My advice - do what I do. I have a nice barber in the 'dale that's been cutting my hair for over 30 years. (Guess I just admitted that I'm a geezer, huh? D'oh!) He used to do women's hair, and I'm sure he'd be glad to do yours!
Think about how you'd look in a crew cut, and let me know.
Jerry "too lazy to register at LiveJournal", aka Tercel d00d.
It is a long way to go for a hair cut... but I didn't get just a hair cut, I got a space-aged maduesa doo too! Usually the hair guru comes to Bako and does my hair, but she couldn't get off work... so I went to her.
I don't think I'd look very good in a crew cut! My face is too narrow and I have a long nose... a crew cut might emphasize those imperfections.

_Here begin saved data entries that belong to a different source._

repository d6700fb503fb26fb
use pdftables_core::outcome::TableExtraction;

/// Print each table's HTML, preceded by an HTML comment naming its position.
pub fn print(extraction: &TableExtraction) {
    for table in &extraction.tables {
        match table.page_number {
            Some(page) => println!("<!-- Table {} (page {}) -->", table.position, page),
            None => println!("<!-- Table {} -->", table.position),
        }
        println!("{}", table.html);
    }
}
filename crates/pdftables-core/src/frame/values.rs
use crate::frame::Cell;
use rust_decimal::Decimal;
use std::borrow::Cow;
use std::str::FromStr;

/// Strings read as missing values, the same set tabular tools use by default.
const NA_VALUES: &[&str] = &[
    "", "#N/A", "#N/A N/A", "#NA", "-1.#IND", "-1.#QNAN", "-NaN", "-nan", "1.#IND", "1.#QNAN",
    "<NA>", "N/A", "NA", "NULL", "NaN", "None", "n/a", "nan", "null",
];

pub fn is_missing(s: &str) -> bool {
    NA_VALUES.contains(&s.trim())
}

/// Parse a cell string as a number.
///
/// Handles formats like:
/// - "68" -> 68
/// - "-0.030" -> -0.030
/// - "1,234,567.5" -> 1234567.5 (thousands separators grouped by three)
/// - "2.5e3" -> 2500
///
/// Anything else, including "1,5" or "12%", is not a number.
pub fn parse_number(s: &str) -> Option<Decimal> {
    let s = s.trim();
    if s.is_empty() || !s.bytes().any(|b| b.is_ascii_digit()) {
        return None;
    }
    if !s
        .bytes()
        .all(|b| b.is_ascii_digit() || matches!(b, b'+' | b'-' | b'.' | b',' | b'e' | b'E'))
    {
        return None;
    }

    let normalized = strip_thousands(s)?;
    if normalized.contains(['e', 'E']) {
        Decimal::from_scientific(&normalized).ok()
    } else {
        Decimal::from_str(&normalized).ok()
    }
}

/// Remove `,` thousands separators, rejecting commas in any other position.
fn strip_thousands(s: &str) -> Option<Cow<'_, str>> {
    if !s.contains(',') {
        return Some(Cow::Borrowed(s));
    }

    let unsigned = s.trim_start_matches(['+', '-']);
    let integer = match unsigned.find(['.', 'e', 'E']) {
        Some(idx) => &unsigned[..idx],
        None => unsigned,
    };
    if unsigned[integer.len()..].contains(',') {
        return None;
    }

    let mut groups = integer.split(',');
    let first = groups.next()?;
    if first.is_empty() || first.len() > 3 {
        return None;
    }
    if !groups.all(|g| g.len() == 3) {
        return None;
    }

    Some(Cow::Owned(s.replace(',', "")))
}

/// Turn a grid of cell strings into typed cells, one column at a time.
///
/// A column becomes numeric when every non-missing value in it parses as a
/// number; otherwise its values stay text. Missing values are `Cell::Empty`
/// in either case. Short rows are padded to `width`.
pub fn type_columns(raw: &[Vec<String>], width: usize) -> Vec<Vec<Cell>> {
    let numeric: Vec<bool> = (0..width)
        .map(|col| {
            raw.iter()
                .filter_map(|row| row.get(col))
                .filter(|v| !is_missing(v))
                .all(|v| parse_number(v).is_some())
        })
        .collect();

    raw.iter()
        .map(|row| {
            (0..width)
                .map(|col| {
                    let value = row.get(col).map(String::as_str).unwrap_or("");
                    if is_missing(value) {
                        Cell::Empty
                    } else if numeric[col] {
                        parse_number(value)
                            .map(Cell::Number)
                            .unwrap_or_else(|| Cell::Text(value.to_string()))
                    } else {
                        Cell::Text(value.to_string())
                    }
                })
                .collect()
        })
        .collect()
}
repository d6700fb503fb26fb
pub mod doctor;
pub mod extract;
use serde::Serialize;

use crate::model::conversion::ConversionResult;
use crate::model::line_map::LineOrigin;
use crate::model::signature::FunctionSignature;
use crate::parse::error::ConvertError;
use crate::util::unicode::{column_to_display_col, expand_tabs};

// ---------------------------------------------------------------------------
// JSON output structs
// ---------------------------------------------------------------------------

#[derive(Serialize)]
pub struct SignatureJson {
    pub name: String,
    pub return_type: String,
    pub params: String,
    #[serde(skip_serializing_if = "String::is_empty")]
    pub qualifiers: String,
    pub prototype: String,
    pub line: usize,
    pub column: usize,
    pub declared: bool,
}

#[derive(Serialize)]
pub struct ConvertJson {
    #[serde(skip_serializing_if = "Option::is_none")]
    pub output_path: Option<String>,
    #[serde(skip_serializing_if = "Option::is_none")]
    pub text: Option<String>,
    #[serde(skip_serializing_if = "Option::is_none")]
    pub insertion_line: Option<usize>,
    pub input_lines: usize,
    pub output_lines: usize,
    pub injected: Vec<SignatureJson>,
}

#[derive(Serialize)]
pub struct ResolveJson {
    pub output_line: usize,
    pub origin: LineOrigin,
}

// ---------------------------------------------------------------------------
// Conversion helpers
// ---------------------------------------------------------------------------

pub fn signature_to_json(sig: &FunctionSignature) -> SignatureJson {
    SignatureJson {
        name: sig.name.clone(),
        return_type: sig.return_type.clone(),
        params: sig.params.clone(),
        qualifiers: sig.qualifiers.clone(),
        prototype: sig.prototype(),
        line: sig.span.line,
        column: sig.span.column,
        declared: sig.declared,
    }
}

pub fn conversion_to_json(
    result: &ConversionResult,
    output_path: Option<String>,
    include_text: bool,
) -> ConvertJson {
    ConvertJson {
        output_path,
        text: include_text.then(|| result.output.clone()),
        insertion_line: result.insertion_line,
        input_lines: result.line_map.input_lines,
        output_lines: result.line_map.output_lines,
        injected: result.injected.iter().map(signature_to_json).collect(),
    }
}

// ---------------------------------------------------------------------------
// Text formatting
// ---------------------------------------------------------------------------

/// `12:1  void blink(int pin);` with a `[declared]` marker when no prototype is needed.
pub fn format_signature_line(sig: &FunctionSignature) -> String {
    let location = format!("{}:{}", sig.span.line, sig.span.column);
    let marker = if sig.declared { "  [declared]" } else { "" };
    format!("{:<7} {}{}", location, sig.prototype(), marker)
}

pub fn format_origin(output_line: usize, origin: LineOrigin) -> String {
    match origin {
        LineOrigin::Input(line) => format!("{} -> {}", output_line, line),
        LineOrigin::Synthetic { after: 0 } => {
            format!("{} -> inserted before line 1", output_line)
        }
        LineOrigin::Synthetic { after } => {
            format!("{} -> inserted after line {}", output_line, after)
        }
    }
}

/// Render a conversion error with the offending source line and a caret.
///
/// ```text
/// blink.ino:2:1: unterminated block comment
///   |
/// 2 | /* unterminated
///   | ^
/// ```
pub fn format_convert_error(path: &str, source: &str, err: &ConvertError) -> String {
    let span = err.span();
    let line_text = source.lines().nth(span.line.saturating_sub(1)).unwrap_or("");
    let gutter = " ".repeat(span.line.to_string().len());
    let pad = " ".repeat(column_to_display_col(line_text, span.column));
    format!(
        "{}:{}\n{} |\n{} | {}\n{} | {}^",
        path,
        err,
        gutter,
        span.line,
        expand_tabs(line_text),
        gutter,
        pad
    )
}
use serde::{Deserialize, Serialize};

/// Configuration from sketchpp.toml
#[derive(Debug, Clone, PartialEq, Eq, Serialize, Deserialize)]
pub struct SketchConfig {
    /// Functions the dialect declares for you
    #[serde(default = "default_entry_points")]
    pub entry_points: Vec<String>,
    /// Function names to treat as already declared
    #[serde(default)]
    pub known_prototypes: Vec<String>,
    /// Headers whose prototypes count as declared. Relative paths resolve
    /// against the directory holding sketchpp.toml.
    #[serde(default)]
    pub headers: Vec<String>,
    /// Emit a `#line` directive after injected prototypes
    #[serde(default)]
    pub line_directives: bool,
}

impl Default for SketchConfig {
    fn default() -> Self {
        SketchConfig {
            entry_points: default_entry_points(),
            known_prototypes: Vec::new(),
            headers: Vec::new(),
            line_directives: false,
        }
    }
}

/// Default: see src/cli/handlers/init.rs
fn default_entry_points() -> Vec<String> {
    vec!["setup".to_string(), "loop".to_string()]
}
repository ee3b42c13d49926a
pub mod commands;
pub mod handlers;
pub mod output;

Plus I'd be real concerned about what kind of earrings to wear every day-- big hoops, little hoops, dangly ones that sparkle... too many choices.
OK, I registered. I acknowledge my moment of lameness for not wanting to, and humbly ask your forgiveness. :)
I'd make a terrible woman. Don't get me wrong - I shave and try to wear clean clothes that look somewhat attractive. But, I'm not into style, and try to spend the least amount of time on grooming if possible. (Maybe I should spend more time? LOL)
Your hair looks good - don't change a thing. I believe a woman in a crew cut (http://www.vh1.com/shows/dyn/strange_love/88618/episode.jhtml) can wear any earrings she'd like - probably the bigger and gaudier the better!
I'll show you my broken nose sometime - bet mine is uglier than yours! :)
You're forgiven, cute pic of the car! Cool picture of a woman in a crew cut-- is that Stallone's ex-wife Brigitte? He must have married her for her incredibly long legs... it certainly wasn't because of her hair. Although maybe some guys find women in crew cuts attractive, who knows?
It is his ex-wife - good catch. Didn't know you were a fan! :)
I don't know what it is about women with short hair... I've never been a fan. I guess they just look too much like men for my fancy. That, and the dangly earrings that usually accompany said haircut... Just not my style.